ACTIVITY:
What you print must match the data line for line.

-- Opening Marker --

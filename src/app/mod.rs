//! Application runtime composition modules.

pub(crate) mod command_dispatcher;
pub(crate) mod config_runtime;
pub(crate) mod context;
pub(crate) mod exit_handler;
pub(crate) mod progress_manager;
pub(crate) mod runtime;
pub(crate) mod terminal;
/// Every `.sto` file under `root`, sorted, skipping hidden directories.
fn scan_setup_files(root: &Path) -> Vec<PathBuf> {
    WalkDir::new(root)
        .sort_by_file_name()
        .into_iter()
        .filter_entry(|entry| {
            entry.depth() == 0
                || !entry
                    .file_name()
                    .to_str()
                    .is_some_and(|name| name.starts_with('.'))
        })
        .filter_map(|entry| match entry {
            Ok(entry) => Some(entry),
            Err(e) => {
                warn!(error = %e, "cannot read directory entry");
                None
            }
        })
        .filter(|entry| entry.file_type().is_file() && is_setup_file(entry.path()))
        .map(walkdir::DirEntry::into_path)
        .collect()
}

/// Moves or copies the file and its companions. Returns the companion count.
fn execute(
    dedup: &mut Deduplicator,
    action: &OrganizeAction,
    source_root: &Path,
    copy: bool,
) -> std::io::Result<usize> {
    let Some(target) = action.destination.as_deref() else {
        return Ok(0);
    };
    let Some(dest_dir) = target.parent() else {
        return Ok(0);
    };
    std::fs::create_dir_all(dest_dir)?;

    let companions = find_companions(&action.source);
    let hash = dedup.content_hash(&action.source).ok();

    companion::transfer(&action.source, target, copy)?;
    info!(from = %action.source.display(), to = %target.display(), copy, "organized");

    if let Some(hash) = hash {
        if copy {
            if let Err(e) = dedup.cache_mut().record_known(target, &hash) {
                debug!(error = %e, "could not register copied file in hash cache");
            }
            dedup.add_to_index(target, &hash);
        } else {
            dedup.record_move(&action.source, target, &hash);
            dedup.cache_mut().rename_entry(&action.source, target);
        }
    }

    let moved = companion::relocate(&companions, dest_dir, copy);
    if !copy && let Some(parent) = action.source.parent() {
        prune_empty_dirs(parent, source_root);
    }
    Ok(moved)
}

/// Deletes a duplicate source and its companions. Returns bytes freed, or
/// `None` when the source could not be deleted.
fn delete_duplicate(
    dedup: &mut Deduplicator,
    file: &Path,
    existing: &Path,
    source_root: &Path,
) -> Option<u64> {
    let size = std::fs::metadata(file).map(|m| m.len()).unwrap_or(0);
    let mut freed = companion::delete(&find_companions(file));

    if let Err(e) = std::fs::remove_file(file) {
        warn!(path = %file.display(), error = %e, "failed to delete duplicate");
        return None;
    }
    freed += size;
    info!(path = %file.display(), existing = %existing.display(), "deleted duplicate");

    dedup.remove_from_index(file);
    dedup.cache_mut().invalidate(file);
    if let Some(parent) = file.parent() {
        prune_empty_dirs(parent, source_root);
    }
    Some(freed)
}

/// Removes `start` and its ancestors while they are empty, stopping at (and
/// never removing) `stop_at`.
fn prune_empty_dirs(start: &Path, stop_at: &Path) {
    let mut dir = start;
    while dir != stop_at && dir.starts_with(stop_at) {
        let is_empty = std::fs::read_dir(dir).is_ok_and(|mut entries| entries.next().is_none());
        if !is_empty || std::fs::remove_dir(dir).is_err() {
            break;
        }
        debug!(path = %dir.display(), "removed empty directory");
        match dir.parent() {
            Some(parent) => dir = parent,
            None => break,
        }
    }
}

-- Closing Marker --

REPLY:
filename src/app/mod.rs
//! Application runtime composition modules.

pub(crate) mod command_dispatcher;
pub(crate) mod config_runtime;
pub(crate) mod context;
pub(crate) mod exit_handler;
pub(crate) mod progress_manager;
pub(crate) mod runtime;
pub(crate) mod terminal;
/// Every `.sto` file under `root`, sorted, skipping hidden directories.
fn scan_setup_files(root: &Path) -> Vec<PathBuf> {
    WalkDir::new(root)
        .sort_by_file_name()
        .into_iter()
        .filter_entry(|entry| {
            entry.depth() == 0
                || !entry
                    .file_name()
                    .to_str()
                    .is_some_and(|name| name.starts_with('.'))
        })
        .filter_map(|entry| match entry {
            Ok(entry) => Some(entry),
            Err(e) => {
                warn!(error = %e, "cannot read directory entry");
                None
            }
        })
        .filter(|entry| entry.file_type().is_file() && is_setup_file(entry.path()))
        .map(walkdir::DirEntry::into_path)
        .collect()
}

/// Moves or copies the file and its companions. Returns the companion count.
fn execute(
    dedup: &mut Deduplicator,
    action: &OrganizeAction,
    source_root: &Path,
    copy: bool,
) -> std::io::Result<usize> {
    let Some(target) = action.destination.as_deref() else {
        return Ok(0);
    };
    let Some(dest_dir) = target.parent() else {
        return Ok(0);
    };
    std::fs::create_dir_all(dest_dir)?;

    let companions = find_companions(&action.source);
    let hash = dedup.content_hash(&action.source).ok();

    companion::transfer(&action.source, target, copy)?;
    info!(from = %action.source.display(), to = %target.display(), copy, "organized");

    if let Some(hash) = hash {
        if copy {
            if let Err(e) = dedup.cache_mut().record_known(target, &hash) {
                debug!(error = %e, "could not register copied file in hash cache");
            }
            dedup.add_to_index(target, &hash);
        } else {
            dedup.record_move(&action.source, target, &hash);
            dedup.cache_mut().rename_entry(&action.source, target);
        }
    }

    let moved = companion::relocate(&companions, dest_dir, copy);
    if !copy && let Some(parent) = action.source.parent() {
        prune_empty_dirs(parent, source_root);
    }
    Ok(moved)
}

/// Deletes a duplicate source and its companions. Returns bytes freed, or
/// `None` when the source could not be deleted.
fn delete_duplicate(
    dedup: &mut Deduplicator,
    file: &Path,
    existing: &Path,
    source_root: &Path,
) -> Option<u64> {
    let size = std::fs::metadata(file).map(|m| m.len()).unwrap_or(0);
    let mut freed = companion::delete(&find_companions(file));

    if let Err(e) = std::fs::remove_file(file) {
        warn!(path = %file.display(), error = %e, "failed to delete duplicate");
        return None;
    }
    freed += size;
    info!(path = %file.display(), existing = %existing.display(), "deleted duplicate");

    dedup.remove_from_index(file);
    dedup.cache_mut().invalidate(file);
    if let Some(parent) = file.parent() {
        prune_empty_dirs(parent, source_root);
    }
    Some(freed)
}

/// Removes `start` and its ancestors while they are empty, stopping at (and
/// never removing) `stop_at`.
fn prune_empty_dirs(start: &Path, stop_at: &Path) {
    let mut dir = start;
    while dir != stop_at && dir.starts_with(stop_at) {
        let is_empty = std::fs::read_dir(dir).is_ok_and(|mut entries| entries.next().is_none());
        if !is_empty || std::fs::remove_dir(dir).is_err() {
            break;
        }
        debug!(path = %dir.display(), "removed empty directory");
        match dir.parent() {
            Some(parent) => dir = parent,
            None => break,
        }
    }
}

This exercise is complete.